An 1805 first (in contemporary kid over original boards) of The Looking-Glass... by 'Theophilius Marecliffe', aka William Godwin, in which is told the story of the early life of the artist William Mulready, with plates reproducing some of his earlier drawings, was sold at £1400 to Burmester, who also gave £540 for an 1802 first in original wrappers for one of the scarcest Harris publications, Jane West's The Sorrows of Selfishness...

An 1808 first of Ann Taylor's The Wedding of the Flowers, the only copy of this imitation of Roscoe's Butterfly's Ball seen at auction since the 1967 appearance of the imperfect Oppenheimer copy, was sold at £800 to a collector.

Copies of Kipling's two Jungle Books of 1894-95 that were in virtually mint condition sold at £3000, while a 1906 first edition of Puck of Pook's Hill in a plain and simple typographical dust jacket (the only such copy listed in auction records), lotted with a 1910 first of Rewards and Fairies, brought £2400. Both went to P. Harrington.

A fine example in original boards of one of the 200 copies that Beatrix Potter had printed of the February 1902, second issue of The Tale of Peter Rabbit was sold for £12,000, and a copy of the first Frederick Warne (trade) edition of that same year, the spine showing some careful restoration, made £1800 (Bromlea).

A fine copy of the 1902 first trade edition of The Tailor of Gloucester, in pink boards, made £2000 (Sotherans) but bidding was taken to £6000 (Heritage) for one of the few copies issued in reddish morocco as an alternative to the deluxe cloth-bound version. Two other notable Beatrix Potter successes were recorded by very fine copies of ...Tom Kitten of 1907 and ...Jemima Puddleduck of 1908, which sold at £4600 and £4800 respectively to Jonkers.

Children's Sports & Pastimes, a Dean moving picture book of 1860 featuring eight coloured litho plates with lever-operated moving parts, made £950 (Blackwells) and, complete with all 14 cut-out and embossed figures that are intended to be placed in slots in the four large coloured illustrations, a copy of Louis Wain's Days in Catland of c.1905 went to Bromlea at £1400.

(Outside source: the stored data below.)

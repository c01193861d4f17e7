//! Completion detection and release promotion
//!
//! Every Binary in the store is evaluated once per pass. Eligible Binaries get
//! an index artifact, a category and a Release row; the Binary is deleted
//! afterwards whether the Release was new or refreshed. Binaries below the
//! minimum archive count are discarded, and Binaries whose artifact cannot be
//! built or stored are left for the next pass.

pub mod completion;
pub mod housekeeping;
pub mod naming;

pub use completion::{Completion, CompletionPolicy, Verdict};
pub use housekeeping::{Sweep, sweep};
pub use naming::clean_release_name;

use chrono::Utc;
use std::sync::Arc;
use tokio::sync::broadcast;

use crate::artifact::{self, ArtifactStore};
use crate::categories::Classifier;
use crate::config::PostprocessConfig;
use crate::db::{BinarySummary, Database, NewRelease, from_unix};
use crate::types::{Event, PromotionStats};
use crate::{Error, Result};

/// Promotes completed Binaries to Releases
pub struct Promoter {
    classifier: Classifier,
    store: Arc<dyn ArtifactStore>,
    policy: CompletionPolicy,
    min_archives: u32,
    event_tx: broadcast::Sender<Event>,
}

/// What happened to one Binary
enum Outcome {
    Accumulating,
    Discarded,
    Failed,
    Promoted { new: bool },
}

impl Promoter {
    /// Create a promoter from the postprocess settings
    pub fn new(
        config: &PostprocessConfig,
        classifier: Classifier,
        store: Arc<dyn ArtifactStore>,
        event_tx: broadcast::Sender<Event>,
    ) -> Result<Self> {
        let incomplete_grace = chrono::Duration::from_std(config.incomplete_grace)
            .map_err(|e| Error::config("postprocess.incomplete_grace", e.to_string()))?;

        Ok(Self {
            classifier,
            store,
            policy: CompletionPolicy {
                min_completion: config.min_completion,
                incomplete_grace,
            },
            min_archives: config.min_archives,
            event_tx,
        })
    }

    /// Run one promotion pass over every Binary in the store
    ///
    /// Artifact failures skip the Binary; store write failures abort the pass.
    pub async fn promote(&self, db: &Database) -> Result<PromotionStats> {
        let mut stats = PromotionStats::default();
        let now = Utc::now();

        for summary in db.binary_summaries().await? {
            stats.examined += 1;

            if self.policy.evaluate_summary(&summary, now) == Verdict::Accumulating {
                stats.accumulating += 1;
                continue;
            }

            match self.promote_one(db, &summary).await? {
                Outcome::Accumulating => stats.accumulating += 1,
                Outcome::Discarded => stats.discarded += 1,
                Outcome::Failed => stats.failed += 1,
                Outcome::Promoted { new: true } => stats.created += 1,
                Outcome::Promoted { new: false } => stats.refreshed += 1,
            }
        }

        tracing::info!(
            examined = stats.examined,
            accumulating = stats.accumulating,
            created = stats.created,
            refreshed = stats.refreshed,
            discarded = stats.discarded,
            failed = stats.failed,
            "promotion pass complete"
        );

        Ok(stats)
    }

    async fn promote_one(&self, db: &Database, summary: &BinarySummary) -> Result<Outcome> {
        let parts = db.binary_parts(summary.id).await?;
        if parts.is_empty() {
            return Ok(Outcome::Accumulating);
        }

        let artifact = match artifact::build(summary, &parts) {
            Ok(artifact) => artifact,
            Err(e) => {
                tracing::warn!(binary = %summary.name, error = %e, "failed to build index artifact");
                return Ok(Outcome::Failed);
            }
        };

        if artifact.archive_count() < self.min_archives {
            db.delete_binaries(&[summary.id]).await?;
            let reason = format!(
                "{} archive volumes, {} required",
                artifact.archive_count(),
                self.min_archives
            );
            tracing::debug!(binary = %summary.name, reason = %reason, "discarding binary");
            self.event_tx
                .send(Event::BinaryDiscarded {
                    name: summary.name.clone(),
                    reason,
                })
                .ok();
            return Ok(Outcome::Discarded);
        }

        let stored = match self.store.store(&summary.name, &artifact.to_xml()).await {
            Ok(stored) => stored,
            Err(e) => {
                tracing::warn!(binary = %summary.name, error = %e, "failed to store index artifact");
                return Ok(Outcome::Failed);
            }
        };

        let category = match summary.category_id {
            Some(hint) => hint,
            None => self
                .classifier
                .classify(&summary.name, Some(&summary.group_name)),
        };

        let completion = Completion::from_summary(summary);
        let release = NewRelease {
            name: summary.name.clone(),
            search_name: clean_release_name(&summary.name),
            posted: from_unix(summary.posted),
            category_id: category,
            group_name: summary.group_name.clone(),
            poster: summary.poster.clone(),
            regex_id: summary.regex_id,
            req_id: summary.req_id.clone(),
            nzb_ref: stored.reference,
            nzb_size: stored.size,
            total_parts: completion.declared_parts.max(completion.parts_present),
            size: artifact.size,
            completion: completion.percent(),
            file_count: artifact.file_count,
            archive_count: artifact.archive_count(),
            par2_count: artifact.repair_count(),
            info_count: artifact.infos,
        };

        let (id, new) = db.upsert_release(&release).await?;
        db.delete_binaries(&[summary.id]).await?;

        tracing::info!(
            release = %id,
            search_name = %release.search_name,
            category = %category,
            new,
            "promoted binary"
        );
        self.event_tx
            .send(Event::ReleaseCreated {
                id,
                search_name: release.search_name,
                category,
                new,
            })
            .ok();

        Ok(Outcome::Promoted { new })
    }
}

An excellent copy in original cloth of the 1892 first English edition of ...Pinocchio, one of only a few copies made up from Fisher Unwin's sheets for issue in America by Cassells, was just one of the classic titles purchased by another of the more active collectors at the sale, whom I shall designate Buyer-M.

As well as picking up Carlo Lorenzi's famous puppet story at £2600, this collector secured a copy of Kenneth Grahame's Wind in the Willows, the dark blueish-greeen cloth gilt binding rubbed and slightly frayed at the edges, at £1400, and a 1920 first of Hugh Lofting's The Story of Doctor Doolittle, at £540.

In a slightly chipped jacket and with some fading to the edges of the cloth, a 1950 first edition of C.S. Lewis' The Lion, the Witch and the Wardrobe was sold at £1500 and signed copies of two quite recent titles, an immaculate, unread copy of the privately printed, 2002 first edition of the Rev. Graham Taylor's Shadowmancer, and Harry Potter and the Order of the Phoenix, which came out only last year, sold at £700 and £2700. The latter went to P. Harrington.